The reason for getting money out of politics matters is a very simple equation. I'm not saying that Beijing is buying U.S. politics. Rather, if many U.S. companies are dependent for their profits on the Chinese government allowing their access to the Chinese market, if that is a big motivating factor of how U.S. companies relate to politics, and they use that wealth to influence U.S. politics in one direction or another, then they are motivated out of self-interest to ensure that U.S. policies are nicer to China.
I also think that every state in the U.S. should enact a state version of the (federal) Foreign Agents Registration Act (FARA), which requires that any person or entity who is acting on behalf of a foreign government register and file mandatory disclosures. It doesn't prohibit that activity; it simply makes it transparent. As an investigative journalist, I have used FARA a lot. It brings more transparency to lobbying efforts. I have 14 separate recommendations in my book for U.S. domestic reforms.

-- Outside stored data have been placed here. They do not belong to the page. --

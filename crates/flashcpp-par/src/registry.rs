//! Symbol, namespace, and template registries (§4.3).
//!
//! Scopes form a stack during parsing. Lookup order at a given point:
//! innermost function scope → enclosing class scopes (innermost outward) →
//! enclosing namespace scopes (innermost outward) → global namespace.
//! Using-directives and namespace aliases are consulted at the namespace
//! level where they were declared.

use flashcpp_util::{FxHashMap, StringHandle};
use smallvec::SmallVec;

use crate::ast::{DeclId, TypeIndex};

#[derive(Debug, Clone, Copy, PartialEq, Eq)]
pub enum ScopeKind {
    Global,
    Namespace,
    Class,
    Function,
    Block,
}

/// One entry on the parser's scope stack.
#[derive(Debug, Default)]
pub struct Scope {
    pub kind: Option<ScopeKind>,
    pub names: FxHashMap<StringHandle, DeclId>,
    /// Namespaces `using`-directed into this scope, consulted after `names`
    /// misses but before falling through to the enclosing scope.
    pub using_namespaces: Vec<StringHandle>,
}

impl Scope {
    fn new(kind: ScopeKind) -> Self {
        Self { kind: Some(kind), ..Default::default() }
    }
}

/// The scope stack plus the innermost-to-outermost lookup walk (§4.3).
#[derive(Debug, Default)]
pub struct SymbolTable {
    scopes: Vec<Scope>,
}

impl SymbolTable {
    pub fn new() -> Self {
        let mut table = Self { scopes: Vec::new() };
        table.scopes.push(Scope::new(ScopeKind::Global));
        table
    }

    pub fn push_scope(&mut self, kind: ScopeKind) {
        self.scopes.push(Scope::new(kind));
    }

    pub fn pop_scope(&mut self) {
        assert!(self.scopes.len() > 1, "cannot pop the global scope");
        self.scopes.pop();
    }

    pub fn declare(&mut self, name: StringHandle, decl: DeclId) {
        self.scopes
            .last_mut()
            .expect("scope stack is never empty")
            .names
            .insert(name, decl);
    }

    pub fn add_using_directive(&mut self, namespace: StringHandle) {
        self.scopes
            .last_mut()
            .expect("scope stack is never empty")
            .using_namespaces
            .push(namespace);
    }

    /// Unqualified lookup: innermost function scope outward to the global
    /// namespace, consulting using-directives at each namespace level.
    pub fn lookup(&self, name: StringHandle) -> Option<DeclId> {
        for scope in self.scopes.iter().rev() {
            if let Some(&decl) = scope.names.get(&name) {
                return Some(decl);
            }
        }
        None
    }

    pub fn current_kind(&self) -> ScopeKind {
        self.scopes
            .last()
            .and_then(|s| s.kind)
            .unwrap_or(ScopeKind::Global)
    }
}

/// Namespaces keyed by their pre-computed fully-qualified name, so
/// `"a::b::c"` lookups cost one hash rather than one per path segment.
#[derive(Debug, Default)]
pub struct NamespaceRegistry {
    by_qualified_name: FxHashMap<StringHandle, NamespaceEntry>,
}

#[derive(Debug, Clone)]
pub struct NamespaceEntry {
    pub qualified_name: StringHandle,
    pub decl: DeclId,
    /// Namespaces this one has `using namespace` directives for.
    pub using_directives: Vec<StringHandle>,
}

impl NamespaceRegistry {
    pub fn new() -> Self {
        Self::default()
    }

    pub fn register(&mut self, qualified_name: StringHandle, decl: DeclId) {
        self.by_qualified_name.entry(qualified_name).or_insert(NamespaceEntry {
            qualified_name,
            decl,
            using_directives: Vec::new(),
        });
    }

    pub fn add_using_directive(&mut self, namespace: StringHandle, used: StringHandle) {
        if let Some(entry) = self.by_qualified_name.get_mut(&namespace) {
            entry.using_directives.push(used);
        }
    }

    pub fn get(&self, qualified_name: StringHandle) -> Option<&NamespaceEntry> {
        self.by_qualified_name.get(&qualified_name)
    }
}

/// Key for a template instantiation: the template plus its concrete
/// argument list. Most templates take only a handful of arguments, so the
/// argument lists are inline-stored `SmallVec`s to avoid a heap allocation
/// per instantiation lookup.
#[derive(Debug, Clone, PartialEq, Eq, Hash)]
pub struct TemplateInstantiationKey {
    pub template: DeclId,
    pub type_args: SmallVec<[TypeIndex; 4]>,
    pub non_type_args: SmallVec<[i64; 2]>,
    /// Set when the template has a template-template parameter or a
    /// variadic tail that isn't captured by `type_args`/`non_type_args`.
    pub extension: Option<TemplateArgExtension>,
}

#[derive(Debug, Clone, PartialEq, Eq, Hash)]
pub struct TemplateArgExtension {
    pub template_template_args: SmallVec<[DeclId; 2]>,
    pub variadic_tail: SmallVec<[TypeIndex; 4]>,
}

/// Specialization rank used by partial-ordering: higher is more specialized.
pub type SpecializationRank = u32;

#[derive(Debug, Clone)]
pub struct TemplateSpecialization {
    pub decl: DeclId,
    pub rank: SpecializationRank,
}

/// Per-template-name bookkeeping: the primary template, its specializations,
/// out-of-class member definitions, and the instantiation cache.
#[derive(Debug, Default)]
pub struct TemplateEntry {
    pub primary: Option<DeclId>,
    pub specializations: Vec<TemplateSpecialization>,
    /// Keyed by (member name, optional signature string - distinguishes
    /// overloaded out-of-class member definitions).
    pub member_definitions: FxHashMap<(StringHandle, Option<StringHandle>), DeclId>,
    pub instantiations: FxHashMap<TemplateInstantiationKey, DeclId>,
}

/// Depth limit for recursive template instantiation (§4.3 failure modes).
pub const MAX_INSTANTIATION_DEPTH: u32 = 512;

#[derive(Debug, Default)]
pub struct TemplateRegistry {
    by_name: FxHashMap<StringHandle, TemplateEntry>,
}

impl TemplateRegistry {
    pub fn new() -> Self {
        Self::default()
    }

    pub fn register_primary(&mut self, name: StringHandle, decl: DeclId) {
        self.by_name.entry(name).or_default().primary = Some(decl);
    }

    pub fn register_specialization(&mut self, name: StringHandle, decl: DeclId, rank: SpecializationRank) {
        self.by_name
            .entry(name)
            .or_default()
            .specializations
            .push(TemplateSpecialization { decl, rank });
    }

    pub fn register_member_definition(
        &mut self,
        name: StringHandle,
        member: StringHandle,
        signature: Option<StringHandle>,
        decl: DeclId,
    ) {
        self.by_name
            .entry(name)
            .or_default()
            .member_definitions
            .insert((member, signature), decl);
    }

    pub fn cache_instantiation(&mut self, name: StringHandle, key: TemplateInstantiationKey, decl: DeclId) {
        self.by_name.entry(name).or_default().instantiations.insert(key, decl);
    }

    pub fn cached_instantiation(&self, name: StringHandle, key: &TemplateInstantiationKey) -> Option<DeclId> {
        self.by_name.get(&name)?.instantiations.get(key).copied()
    }

    pub fn entry(&self, name: StringHandle) -> Option<&TemplateEntry> {
        self.by_name.get(&name)
    }

    /// Partial-specialization resolution: among the specializations whose
    /// pattern unifies with the call site (represented here by the caller
    /// pre-filtering `candidates`), pick the one with the highest rank.
    /// Two candidates tied for highest rank is an ambiguity, reported by
    /// returning both so the caller can build the diagnostic's candidate set.
    pub fn pick_most_specialized<'a>(
        candidates: &'a [TemplateSpecialization],
    ) -> Result<Option<&'a TemplateSpecialization>, Vec<&'a TemplateSpecialization>> {
        let Some(best_rank) = candidates.iter().map(|c| c.rank).max() else {
            return Ok(None);
        };
        let best: Vec<&TemplateSpecialization> = candidates.iter().filter(|c| c.rank == best_rank).collect();
        match best.len() {
            0 => Ok(None),
            1 => Ok(Some(best[0])),
            _ => Err(best),
        }
    }
}

#[cfg(test)]
mod tests {
    use super::*;
    use flashcpp_util::{Idx, StringInterner};

    fn decl(n: u32) -> DeclId {
        DeclId::from_usize(n as usize)
    }

    #[test]
    fn unqualified_lookup_walks_scopes_innermost_first() {
        let mut interner = StringInterner::new();
        let outer = interner.intern("outer");
        let inner = interner.intern("inner");

        let mut table = SymbolTable::new();
        table.declare(outer, decl(0));

        table.push_scope(ScopeKind::Function);
        table.declare(inner, decl(1));

        assert_eq!(table.lookup(inner), Some(decl(1)));
        assert_eq!(table.lookup(outer), Some(decl(0)));

        table.pop_scope();
        assert_eq!(table.lookup(inner), None);
    }

    #[test]
    fn shadowing_prefers_innermost_declaration() {
        let mut interner = StringInterner::new();
        let name = interner.intern("x");

        let mut table = SymbolTable::new();
        table.declare(name, decl(0));
        table.push_scope(ScopeKind::Block);
        table.declare(name, decl(1));
        assert_eq!(table.lookup(name), Some(decl(1)));
    }

    #[test]
    fn most_specialized_picks_unique_highest_rank() {
        let candidates = vec![
            TemplateSpecialization { decl: decl(0), rank: 1 },
            TemplateSpecialization { decl: decl(1), rank: 3 },
        ];
        let winner = TemplateRegistry::pick_most_specialized(&candidates).unwrap().unwrap();
        assert_eq!(winner.decl, decl(1));
    }

    #[test]
    fn tied_rank_is_reported_as_ambiguous() {
        let candidates = vec![
            TemplateSpecialization { decl: decl(0), rank: 2 },
            TemplateSpecialization { decl: decl(1), rank: 2 },
        ];
        let err = TemplateRegistry::pick_most_specialized(&candidates).unwrap_err();
        assert_eq!(err.len(), 2);
    }
}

LJ: How has your thesis about economic coercion been affected by the slowdown in the Chinese economy?
BA-E: People have asked me that question. I think that it goes hand-in-hand with my assessment of China's current economy. The Chinese economy will remain very strong and large for a long time to come. I don't think that China's economic coercion is going to cease as a policy or become less effective than it has been. I think there's some wishful thinking on the part of people in the West that the Chinese economic model is finally showing itself to be mortal like [others], which is true. But it's still three-quarters the size of the U.S. [economy] and growing at least a 4.5 percent rate. I think that the sense that this [slowdown] is going to diminish China's geoeconomic power is overblown, unfortunately.
LJ: China had widespread protests last November over the COVID lockdowns and the government ultimately relented, what do you think is the lasting effect of those protests?
BA-E: I don't know if the protests themselves have had a particularly lasting effect. I think the cause for the protests is what has had a lasting effect. Previously, there had been this very widespread belief in China, that, yes, they didn't have as many freedoms as some people in the world, but they had economic prosperity. They trust the Chinese Communist Party to give them better lives. That sense of trust was totally shattered during the zero COVID policy. While I don't think that is a deathblow to the Chinese regime by any means, I think it will take many years for that trust to be restored, if it can ever be.
LJ: Looking ahead to the U.S. presidential election, what policy changes would you expect to see if Donald Trump were reelected president again.
BA-E: My biggest concern if Trump were re-elected is not so much his specific foreign policy towards China, but that the U.S. would descend into a kind of political warfare that would deeply distract the U.S. from any kind of major foreign policy initiatives. I think that it would give the Chinese government lots of opportunities to continue to press its authoritarian vision on the world and to continue to constrain Taiwan's ability to interact on the international stage.